◆ **Task item**
Your task is to copy the lines of the data below from the line holding "pub fn from_env()" through the line holding "let mut settings = Self::default();", inclusive, exactly and with nothing added.

[Stored items]
//! Session configuration.

use crate::codec::{JsonCodec, ValueCodec};
use crate::cookie::CookieOptions;
use crate::error::{SessionError, SessionResult};
use crate::key::{KeyGenerator, SessionKey, generate_session_id};
use crate::router::{StoreGroup, StoreRouter};
use crate::store::HashStore;
use crate::tracer::TracerFactory;
use serde::{Deserialize, Serialize};
use std::fmt;
use std::sync::Arc;
use std::time::Duration;

/// Default cookie carrying the session key.
pub const DEFAULT_COOKIE_NAME: &str = "session";

/// Default session lifetime, renewed on every request.
pub const DEFAULT_EXPIRE: Duration = Duration::from_secs(30 * 24 * 60 * 60);

/// Shortest accepted session expiry.
pub const MIN_EXPIRE: Duration = Duration::from_secs(1);

/// Options shared by every session created by one middleware instance.
pub struct SessionOptions<C = JsonCodec> {
    router: StoreRouter,
    codec: C,
    cookie_name: String,
    cookie: CookieOptions,
    expire: Duration,
    key_generator: KeyGenerator,
    namespace: Option<String>,
    tracer: Option<TracerFactory>,
}

impl SessionOptions<JsonCodec> {
    /// Options for a single store with every other setting at its default.
    ///
    /// # Examples
    ///
    /// ```
    /// use hashsession_core::{MemoryHashStore, SessionOptions};
    /// use std::sync::Arc;
    ///
    /// let options = SessionOptions::new(Arc::new(MemoryHashStore::new("local")));
    /// assert_eq!(options.cookie_name(), "session");
    /// ```
    pub fn new(store: Arc<dyn HashStore>) -> Self {
        Self::from_router(StoreRouter::Fixed(store), JsonCodec)
    }

    /// Options spreading sessions across a group of stores.
    pub fn with_group(targets: Vec<Arc<dyn HashStore>>) -> SessionResult<Self> {
        Ok(Self::from_router(
            StoreRouter::Group(StoreGroup::new(targets)?),
            JsonCodec,
        ))
    }

    /// Start building options.
    pub fn builder() -> SessionOptionsBuilder<JsonCodec> {
        SessionOptionsBuilder::new()
    }
}

impl<C> SessionOptions<C> {
    fn from_router(router: StoreRouter, codec: C) -> Self {
        Self {
            router,
            codec,
            cookie_name: DEFAULT_COOKIE_NAME.to_string(),
            cookie: CookieOptions::default(),
            expire: DEFAULT_EXPIRE,
            key_generator: Arc::new(generate_session_id),
            namespace: None,
            tracer: None,
        }
    }

    pub fn router(&self) -> &StoreRouter {
        &self.router
    }

    pub fn codec(&self) -> &C {
        &self.codec
    }

    pub fn cookie_name(&self) -> &str {
        &self.cookie_name
    }

    /// Attributes of the `Set-Cookie` header issued for new keys.
    pub fn cookie(&self) -> &CookieOptions {
        &self.cookie
    }

    /// TTL applied to the session hash on every request.
    pub fn expire(&self) -> Duration {
        self.expire
    }

    pub fn key_generator(&self) -> &KeyGenerator {
        &self.key_generator
    }

    pub fn namespace(&self) -> Option<&str> {
        self.namespace.as_deref()
    }

    pub fn tracer(&self) -> Option<&TracerFactory> {
        self.tracer.as_ref()
    }

    /// Name of the remote hash holding the session.
    pub fn storage_key(&self, key: &SessionKey) -> String {
        match &self.namespace {
            Some(namespace) => format!("{}:{}", namespace, key),
            None => key.to_string(),
        }
    }
}

impl<C> fmt::Debug for SessionOptions<C> {
    fn fmt(&self, f: &mut fmt::Formatter<'_>) -> fmt::Result {
        f.debug_struct("SessionOptions")
            .field("router", &self.router)
            .field("cookie_name", &self.cookie_name)
            .field("cookie", &self.cookie)
            .field("expire", &self.expire)
            .field("namespace", &self.namespace)
            .field("tracer", &self.tracer.is_some())
            .finish_non_exhaustive()
    }
}

/// Builder for [`SessionOptions`].
pub struct SessionOptionsBuilder<C = JsonCodec> {
    router: Option<SessionResult<StoreRouter>>,
    codec: C,
    cookie_name: String,
    cookie: CookieOptions,
    expire: Duration,
    key_generator: Option<KeyGenerator>,
    namespace: Option<String>,
    tracer: Option<TracerFactory>,
}

impl SessionOptionsBuilder<JsonCodec> {
    pub fn new() -> Self {
        Self {
            router: None,
            codec: JsonCodec,
            cookie_name: DEFAULT_COOKIE_NAME.to_string(),
            cookie: CookieOptions::default(),
            expire: DEFAULT_EXPIRE,
            key_generator: None,
            namespace: None,
            tracer: None,
        }
    }
}

impl Default for SessionOptionsBuilder<JsonCodec> {
    fn default() -> Self {
        Self::new()
    }
}

impl<C: ValueCodec> SessionOptionsBuilder<C> {
    /// Route every session to one store.
    pub fn store(mut self, store: Arc<dyn HashStore>) -> Self {
        self.router = Some(Ok(StoreRouter::Fixed(store)));
        self
    }

    /// Spread sessions across a group of stores. Validation errors surface
    /// from [`build`](Self::build).
    pub fn group(mut self, targets: Vec<Arc<dyn HashStore>>) -> Self {
        self.router = Some(StoreGroup::new(targets).map(StoreRouter::Group));
        self
    }

    /// Use an already validated group.
    pub fn store_group(mut self, group: StoreGroup) -> Self {
        self.router = Some(Ok(StoreRouter::Group(group)));
        self
    }

    /// Replace the value codec.
    pub fn codec<C2: ValueCodec>(self, codec: C2) -> SessionOptionsBuilder<C2> {
        SessionOptionsBuilder {
            router: self.router,
            codec,
            cookie_name: self.cookie_name,
            cookie: self.cookie,
            expire: self.expire,
            key_generator: self.key_generator,
            namespace: self.namespace,
            tracer: self.tracer,
        }
    }

    pub fn cookie_name(mut self, name: impl Into<String>) -> Self {
        self.cookie_name = name.into();
        self
    }

    pub fn cookie(mut self, cookie: CookieOptions) -> Self {
        self.cookie = cookie;
        self
    }

    pub fn expire(mut self, expire: Duration) -> Self {
        self.expire = expire;
        self
    }

    /// Generator for keys of new sessions.
    pub fn key_generator<F>(mut self, generator: F) -> Self
    where
        F: Fn() -> String + Send + Sync + 'static,
    {
        self.key_generator = Some(Arc::new(generator));
        self
    }

    /// Prefix remote hash names with `namespace:`.
    pub fn namespace(mut self, namespace: impl Into<String>) -> Self {
        self.namespace = Some(namespace.into());
        self
    }

    pub fn tracer(mut self, factory: TracerFactory) -> Self {
        self.tracer = Some(factory);
        self
    }

    /// Apply deserialized settings over the current values.
    pub fn settings(mut self, settings: SessionSettings) -> Self {
        self.cookie_name = settings.cookie_name;
        self.expire = Duration::from_secs(settings.expire_secs);
        self.cookie = settings.cookie;
        if settings.namespace.is_some() {
            self.namespace = settings.namespace;
        }
        self
    }

    /// Build the options.
    ///
    /// # Errors
    ///
    /// Returns [`SessionError::Config`] when no store was configured, the
    /// group is empty or names a store twice, the cookie name is empty, or
    /// the expiry is shorter than one second.
    pub fn build(self) -> SessionResult<SessionOptions<C>> {
        let router = self
            .router
            .ok_or_else(|| SessionError::Config("no session store configured".to_string()))??;

        if self.cookie_name.is_empty() {
            return Err(SessionError::Config("cookie name must not be empty".to_string()));
        }

        // Stores take whole seconds; `EXPIRE key 0` deletes the hash.
        if self.expire < MIN_EXPIRE {
            return Err(SessionError::Config(format!(
                "session expiry must be at least one second, got {:?}",
                self.expire
            )));
        }

        Ok(SessionOptions {
            router,
            codec: self.codec,
            cookie_name: self.cookie_name,
            cookie: self.cookie,
            expire: self.expire,
            key_generator: self
                .key_generator
                .unwrap_or_else(|| Arc::new(generate_session_id)),
            namespace: self.namespace.filter(|ns| !ns.is_empty()),
            tracer: self.tracer,
        })
    }
}

/// Serializable session settings.
#[derive(Debug, Clone, PartialEq, Serialize, Deserialize)]
#[serde(default)]
pub struct SessionSettings {
    pub cookie_name: String,
    pub expire_secs: u64,
    pub cookie: CookieOptions,
    pub namespace: Option<String>,
}

impl Default for SessionSettings {
    fn default() -> Self {
        Self {
            cookie_name: DEFAULT_COOKIE_NAME.to_string(),
            expire_secs: DEFAULT_EXPIRE.as_secs(),
            cookie: CookieOptions::default(),
            namespace: None,
        }
    }
}

impl SessionSettings {
    /// Read settings from the environment, falling back to defaults.
    ///
    /// Environment variables:
    /// - `SESSION_COOKIE_NAME`
    /// - `SESSION_EXPIRE_SECS`
    /// - `SESSION_COOKIE_PATH`
    /// - `SESSION_COOKIE_DOMAIN`
    /// - `SESSION_COOKIE_SECURE`
    /// - `SESSION_COOKIE_HTTP_ONLY`
    /// - `SESSION_NAMESPACE`
    pub fn from_env() -> SessionResult<Self> {
        Self::from_lookup(|name| std::env::var(name).ok())
    }

    fn from_lookup(lookup: impl Fn(&str) -> Option<String>) -> SessionResult<Self> {
        let mut settings = Self::default();

        if let Some(name) = lookup("SESSION_COOKIE_NAME") {
            settings.cookie_name = name;
        }
        if let Some(secs) = lookup("SESSION_EXPIRE_SECS") {
            settings.expire_secs = secs.parse().map_err(|_| {
                SessionError::Config(format!("SESSION_EXPIRE_SECS is not a number: {secs}"))
            })?;
        }
        settings.cookie.path = lookup("SESSION_COOKIE_PATH").filter(|p| !p.is_empty());
        settings.cookie.domain = lookup("SESSION_COOKIE_DOMAIN").filter(|d| !d.is_empty());
        if let Some(flag) = lookup("SESSION_COOKIE_SECURE") {
            settings.cookie.secure = parse_flag("SESSION_COOKIE_SECURE", &flag)?;
        }
        if let Some(flag) = lookup("SESSION_COOKIE_HTTP_ONLY") {
            settings.cookie.http_only = parse_flag("SESSION_COOKIE_HTTP_ONLY", &flag)?;
        }
        settings.namespace = lookup("SESSION_NAMESPACE").filter(|ns| !ns.is_empty());

        Ok(settings)
    }
}

fn parse_flag(name: &str, value: &str) -> SessionResult<bool> {
    match value.to_ascii_lowercase().as_str() {
        "1" | "true" | "yes" | "on" => Ok(true),
        "0" | "false" | "no" | "off" => Ok(false),
        _ => Err(SessionError::Config(format!("{name} is not a boolean: {value}"))),
    }
}

#[cfg(test)]
mod tests {
    use super::*;
    use crate::memory::MemoryHashStore;
    use std::collections::HashMap;

    fn store(name: &str) -> Arc<dyn HashStore> {
        Arc::new(MemoryHashStore::new(name))
    }

    #[test]
    fn test_defaults() {
        let options = SessionOptions::new(store("mem"));

        assert_eq!(options.cookie_name(), "session");
        assert_eq!(options.expire(), Duration::from_secs(2_592_000));
        assert_eq!(options.cookie(), &CookieOptions::default());
        assert!(options.namespace().is_none());
        assert!(options.tracer().is_none());
        assert_eq!((options.key_generator())().len(), 36);
    }

    #[test]
    fn test_builder_requires_store() {
        let result = SessionOptions::builder().build();
        assert!(matches!(result, Err(SessionError::Config(_))));
    }

    #[test]
    fn test_builder_rejects_sub_second_expiry() {
        for expire in [Duration::ZERO, Duration::from_millis(999)] {
            let result = SessionOptions::builder()
                .store(store("mem"))
                .expire(expire)
                .build();
            assert!(matches!(result, Err(SessionError::Config(_))));
        }

        let options = SessionOptions::builder()
            .store(store("mem"))
            .expire(Duration::from_secs(1))
            .build()
            .unwrap();
        assert_eq!(options.expire(), Duration::from_secs(1));

        let settings = SessionSettings {
            expire_secs: 0,
            ..SessionSettings::default()
        };
        let result = SessionOptions::builder()
            .store(store("mem"))
            .settings(settings)
            .build();
        assert!(matches!(result, Err(SessionError::Config(_))));
    }

    #[test]
    fn test_builder_reports_invalid_group() {
        let result = SessionOptions::builder()
            .group(vec![store("a"), store("a")])
            .build();
        assert!(matches!(result, Err(SessionError::Config(_))));

        let result = SessionOptions::with_group(Vec::new());
        assert!(matches!(result, Err(SessionError::Config(_))));
    }

    #[test]
    fn test_storage_key_with_namespace() {
        let options = SessionOptions::builder()
            .store(store("mem"))
            .namespace("app")
            .build()
            .unwrap();
        assert_eq!(options.storage_key(&"abc".into()), "app:abc");

        let bare = SessionOptions::new(store("mem"));
        assert_eq!(bare.storage_key(&"abc".into()), "abc");
    }

    #[test]
    fn test_settings_applied_to_builder() {
        let settings = SessionSettings {
            cookie_name: "sid".to_string(),
            expire_secs: 60,
            cookie: CookieOptions::new().with_secure(true),
            namespace: Some("web".to_string()),
        };

        let options = SessionOptions::builder()
            .store(store("mem"))
            .settings(settings)
            .build()
            .unwrap();

        assert_eq!(options.cookie_name(), "sid");
        assert_eq!(options.expire(), Duration::from_secs(60));
        assert!(options.cookie().secure);
        assert_eq!(options.namespace(), Some("web"));
    }

    #[test]
    fn test_settings_from_lookup() {
        let vars: HashMap<&str, &str> = [
            ("SESSION_COOKIE_NAME", "sid"),
            ("SESSION_EXPIRE_SECS", "120"),
            ("SESSION_COOKIE_PATH", "/"),
            ("SESSION_COOKIE_HTTP_ONLY", "true"),
            ("SESSION_NAMESPACE", "app"),
        ]
        .into_iter()
        .collect();

        let settings =
            SessionSettings::from_lookup(|name| vars.get(name).map(|v| v.to_string())).unwrap();

        assert_eq!(settings.cookie_name, "sid");
        assert_eq!(settings.expire_secs, 120);
        assert_eq!(settings.cookie.path.as_deref(), Some("/"));
        assert!(settings.cookie.domain.is_none());
        assert!(settings.cookie.http_only);
        assert!(!settings.cookie.secure);
        assert_eq!(settings.namespace.as_deref(), Some("app"));
    }

    #[test]
    fn test_settings_reject_bad_values() {
        let result = SessionSettings::from_lookup(|name| {
            (name == "SESSION_EXPIRE_SECS").then(|| "soon".to_string())
        });
        assert!(matches!(result, Err(SessionError::Config(_))));

        let result = SessionSettings::from_lookup(|name| {
            (name == "SESSION_COOKIE_SECURE").then(|| "maybe".to_string())
        });
        assert!(matches!(result, Err(SessionError::Config(_))));
    }

    #[test]
    fn test_settings_deserialize_with_defaults() {
        let settings: SessionSettings =
            serde_json::from_str(r#"{"cookie_name":"sid","cookie":{"secure":true}}"#).unwrap();
        assert_eq!(settings.cookie_name, "sid");
        assert_eq!(settings.expire_secs, DEFAULT_EXPIRE.as_secs());
        assert!(settings.cookie.secure);
    }
}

◆ **Answer**
    pub fn from_env() -> SessionResult<Self> {
        Self::from_lookup(|name| std::env::var(name).ok())
    }

    fn from_lookup(lookup: impl Fn(&str) -> Option<String>) -> SessionResult<Self> {
        let mut settings = Self::default();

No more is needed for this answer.